• _STORED DATA_
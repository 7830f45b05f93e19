use std::path::PathBuf;

use thiserror::Error;

use crate::data::model::City;

/// Errors raised while loading a city's trip log.
#[derive(Error, Debug)]
pub enum LoadError {
    /// None of the supported source files exist for the city.
    #[error("no trip data for {city} in {}", dir.display())]
    DataUnavailable { city: City, dir: PathBuf },

    #[error("I/O error reading {}: {source}", path.display())]
    Io {
        path: PathBuf,
        #[source]
        source: std::io::Error,
    },

    #[error("CSV error: {0}")]
    Csv(#[from] csv::Error),

    #[error("JSON error: {0}")]
    Json(#[from] serde_json::Error),

    #[error("Parquet error: {0}")]
    Parquet(#[from] parquet::errors::ParquetError),

    #[error("Arrow error: {0}")]
    Arrow(#[from] arrow::error::ArrowError),

    /// A column every trip log must carry is absent.
    #[error("source is missing required column '{0}'")]
    MissingColumn(&'static str),

    #[error("row {row}: unparseable timestamp '{value}'")]
    InvalidTimestamp { row: usize, value: String },
}

/// Errors raised by the interactive prompts.
#[derive(Error, Debug)]
pub enum PromptError {
    /// Standard input reached end-of-file while an answer was pending.
    #[error("input closed while waiting for an answer")]
    InputClosed,

    #[error("terminal I/O error: {0}")]
    Io(#[from] std::io::Error),
}
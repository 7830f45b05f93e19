/// Data layer: core types, loading, filtering and aggregation.
///
/// Architecture:
/// ```text
///  <city>.csv / .parquet / .json
///        │
///        ▼
///   ┌──────────┐
///   │  loader   │  parse file → TripTable (month, weekday, hour derived)
///   └──────────┘
///        │
///        ▼
///   ┌──────────┐
///   │  filter   │  month / day-of-week selection → narrowed TripTable
///   └──────────┘
///        │
///        ▼
///   ┌───────────┐
///   │ aggregate  │  modes, counts, percentages, missing cells
///   └───────────┘
/// ```

pub mod aggregate;
pub mod filter;
pub mod loader;
pub mod model;
use std::path::PathBuf;

/// Environment variable naming the directory with the city trip logs.
pub const DATA_DIR_ENV: &str = "BIKESHARE_DATA_DIR";

/// Trips shown per raw-data page.
pub const PAGE_SIZE: usize = 5;

/// Runtime settings. The tool takes no flags; everything comes from the environment.
#[derive(Debug, Clone, PartialEq, Eq)]
pub struct Config {
    pub data_dir: PathBuf,
}

impl Default for Config {
    fn default() -> Self {
        Self {
            data_dir: PathBuf::from("."),
        }
    }
}

impl Config {
    pub fn from_env() -> Self {
        Self::from_lookup(|key| std::env::var(key).ok())
    }

    fn from_lookup(lookup: impl Fn(&str) -> Option<String>) -> Self {
        let mut config = Config::default();
        if let Some(dir) = lookup(DATA_DIR_ENV).filter(|d| !d.trim().is_empty()) {
            config.data_dir = PathBuf::from(dir);
        }
        config
    }
}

• _WHAT TO WORK ON_
Each line of the entries holding the string "impl" should be found and copied.

• _REPLY_
impl Default for Config {
impl Config {
    fn from_lookup(lookup: impl Fn(&str) -> Option<String>) -> Self {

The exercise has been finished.